Diário do Alentejo

Carlos Calado publica livro sobre Cristóvão Colon

11 de junho 2019 - 11:40

Texto José Serrano

 

Licenciou-se em Engenharia Eletrotécnica pelo Instituto Superior Técnico. Em 2001 fundou o Núcleo de Amigos da Cuba e começou a divulgar, publicamente, aspetos polémicos da história do descobridor da América. Em 2008 foi um dos membros fundadores da Associação Cristóvão Colon, da qual é presidente. É académico honorário da Academia Portuguesa da História e membro do Centro de Investigação Professor Doutor Joaquim Veríssimo Serrão.
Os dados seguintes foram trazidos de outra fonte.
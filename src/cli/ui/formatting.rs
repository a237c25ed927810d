use crate::cli::output::current_preferences;

const BAR_WIDTH: usize = 24;

/// Formats `amount` as `<symbol>1,234.56`, with a leading minus for negatives.
pub fn format_currency(amount: f64, symbol: &str) -> String {
    let rounded = format!("{:.2}", amount.abs());
    let (whole, fraction) = rounded.split_once('.').unwrap_or((rounded.as_str(), "00"));
    let body = format!("{}{}.{}", symbol, group_digits(whole, ','), fraction);
    if amount < 0.0 && rounded != "0.00" {
        format!("-{}", body)
    } else {
        body
    }
}

pub fn format_percent(value: f64) -> String {
    format!("{:.1}%", value)
}

fn group_digits(digits: &str, separator: char) -> String {
    let mut grouped = String::new();
    for (count, ch) in digits.chars().rev().enumerate() {
        if count != 0 && count % 3 == 0 {
            grouped.insert(0, separator);
        }
        grouped.insert(0, ch);
    }
    grouped
}

/// Horizontal bar proportional to `value / max`, used in place of charts.
pub fn bar(value: f64, max: f64) -> String {
    if max <= 0.0 || value <= 0.0 {
        return String::new();
    }
    let cells = ((value / max) * BAR_WIDTH as f64).round().max(1.0) as usize;
    let ch = if current_preferences().plain_mode {
        '#'
    } else {
        '█'
    };
    ch.to_string().repeat(cells.min(BAR_WIDTH))
}

pub struct Formatter;

impl Formatter {
    pub fn new() -> Self {
        Self
    }

    pub fn two_column(&self, entries: &[(&str, String)]) -> String {
        let label_width = entries
            .iter()
            .map(|(label, _)| label.len())
            .max()
            .unwrap_or(0);
        entries
            .iter()
            .map(|(label, value)| format!("  {:<width$}  {}", label, value, width = label_width))
            .collect::<Vec<_>>()
            .join("\n")
    }

    pub fn print_two_column(&self, entries: &[(&str, String)]) {
        if entries.is_empty() {
            return;
        }
        println!("{}", self.two_column(entries));
    }
}

impl Default for Formatter {
    fn default() -> Self {
        Self::new()
    }
}
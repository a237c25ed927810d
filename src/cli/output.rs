use colored::Colorize;
use std::fmt;
use std::sync::{OnceLock, RwLock};

use crate::config::Config;

/// Message categories used by the CLI output helpers.
#[derive(Clone, Copy, Debug, PartialEq, Eq)]
pub enum MessageKind {
    Info,
    Success,
    Warning,
    Error,
    Hint,
    Section,
}

#[derive(Clone, Copy, Debug, PartialEq, Eq)]
pub struct OutputPreferences {
    /// ASCII-only labels, no icons or colour.
    pub plain_mode: bool,
    pub color_enabled: bool,
}

impl Default for OutputPreferences {
    fn default() -> Self {
        Self {
            plain_mode: false,
            color_enabled: true,
        }
    }
}

impl OutputPreferences {
    pub fn from_config(config: &Config) -> Self {
        Self {
            plain_mode: config.plain_output,
            color_enabled: config.ui_color_enabled && !config.plain_output,
        }
    }
}

static PREFERENCES: OnceLock<RwLock<OutputPreferences>> = OnceLock::new();

pub fn set_preferences(prefs: OutputPreferences) {
    let lock = PREFERENCES.get_or_init(|| RwLock::new(OutputPreferences::default()));
    if let Ok(mut guard) = lock.write() {
        *guard = prefs;
    }
    if prefs.color_enabled {
        colored::control::unset_override();
    } else {
        colored::control::set_override(false);
    }
}

/// Applies the display-related settings of `config` to all subsequent output.
pub fn apply_config(config: &Config) {
    set_preferences(OutputPreferences::from_config(config));
}

pub fn current_preferences() -> OutputPreferences {
    PREFERENCES
        .get_or_init(|| RwLock::new(OutputPreferences::default()))
        .read()
        .map(|guard| *guard)
        .unwrap_or_default()
}

fn label(kind: MessageKind, plain: bool) -> &'static str {
    match (kind, plain) {
        (MessageKind::Success, false) => "✔",
        (MessageKind::Warning, false) => "⚠",
        (MessageKind::Error, false) => "✖",
        (MessageKind::Success, true) => "OK:",
        (MessageKind::Warning, true) => "WARNING:",
        (MessageKind::Error, true) => "ERROR:",
        (MessageKind::Hint, _) => "hint:",
        (MessageKind::Info, _) | (MessageKind::Section, _) => "",
    }
}

pub fn styled(kind: MessageKind, message: impl fmt::Display, prefs: &OutputPreferences) -> String {
    let text = message.to_string();
    let base = match kind {
        MessageKind::Section => format!("=== {} ===", text.trim()),
        MessageKind::Info => text,
        _ => format!("{} {}", label(kind, prefs.plain_mode), text),
    };

    if !prefs.color_enabled {
        return base;
    }

    match kind {
        MessageKind::Success => base.green().to_string(),
        MessageKind::Warning => base.yellow().to_string(),
        MessageKind::Error => base.red().to_string(),
        MessageKind::Hint => base.dimmed().to_string(),
        MessageKind::Section => base.bold().to_string(),
        MessageKind::Info => base,
    }
}

pub fn print(kind: MessageKind, message: impl fmt::Display) {
    let formatted = styled(kind, message, &current_preferences());
    match kind {
        MessageKind::Section => println!("\n{}", formatted),
        _ => println!("{}", formatted),
    }
}

pub fn info(message: impl fmt::Display) {
    print(MessageKind::Info, message);
}

pub fn success(message: impl fmt::Display) {
    print(MessageKind::Success, message);
}

pub fn warning(message: impl fmt::Display) {
    print(MessageKind::Warning, message);
}

pub fn error(message: impl fmt::Display) {
    print(MessageKind::Error, message);
}

pub fn hint(message: impl fmt::Display) {
    print(MessageKind::Hint, message);
}

pub fn section(title: impl fmt::Display) {
    print(MessageKind::Section, title);
}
Carlos Calado apresentou, recentemente, no Centro Cristóvão Colon, na vila de Cuba, o livro “Almirante Colon – um feito no Ponente”. Uma apresentação que contou com um debate aberto com o mote “A descoberta da América por um tecelão italiano ou um feito de um navegador lusitano?”.

 

Este seu livro é mais um contributo para a definição da naturalidade do descobridor da América?
É uma obra de génese coletiva que reflete os debates do I Congresso Internacional Almirante Colon [Lisboa, março de 2018] que organizámos em parceria com a Academia Portuguesa da História, a Academia de Marinha e a Comissão Portuguesa de História Militar. Procurámos, na seleção de temas e congressistas, abordar as grandes questões sobre as origens do descobridor e, consequentemente, sobre a sua naturalidade. Sendo a sua “nacionalidade” a maior dúvida que se suscita a nível internacional, não existe forma de aí chegar sem enquadrar o problema de forma mais abrangente. Concentrando a atenção em cada facto, indício, pista ou documento, conjugando-os e enquadrando-os na época, podemos eliminar ideias feitas com base em coisa nenhuma e abrir novas perspetivas sobre a realidade histórica.

 

Como lhe surgiu este interesse pelo tema das origens do famoso navegador?
O meu interesse despontou no antigo liceu de Beja [Escola Secundária Diogo de Gouveia], onde um meu professor de história fazia questão de me dizer: “Tu és da Cuba!? O Cristóvão Colombo também era da Cuba!”. Nunca me esqueci disto e, quando o momento se proporcionou, dediquei-me à pesquisa e divulgação de aspetos ignorados e escondidos da vida do navegador.

 

Existem duas correntes de pensamento relativamente à terra natal deste navegador quinhentista. Para si, quais são as “provas irrefutáveis” de que se trata de um descobridor lusitano ao invés de genovês?
Irrefutáveis só um documento comprovativo ou, atualmente, os resultados de testes de ADN. A tese genovista foi sustentada por documentos falsos ou deturpados, fundindo, na mesma pessoa, o almirante Colon com o tecelão Colombo. Até as 477 amostras de ADN de Colombo revelaram total incompatibilidade com o ADN do navegador. Sendo muito difícil que se encontrem documentos perdidos, o nosso principal objetivo é desmontar a tese genovista e manter a expectativa em novos testes de ADN, a realizar noutras amostras.

 

Considera que a história possa ser um dia reescrita, admitindo o erro da naturalidade italiana de Cristóvão Colombo?
Esse é o objetivo final, que podemos desdobrar em distintos níveis: comprovar a sua portugalidade, chegar à sua origem familiar e, daí, à sua naturalidade.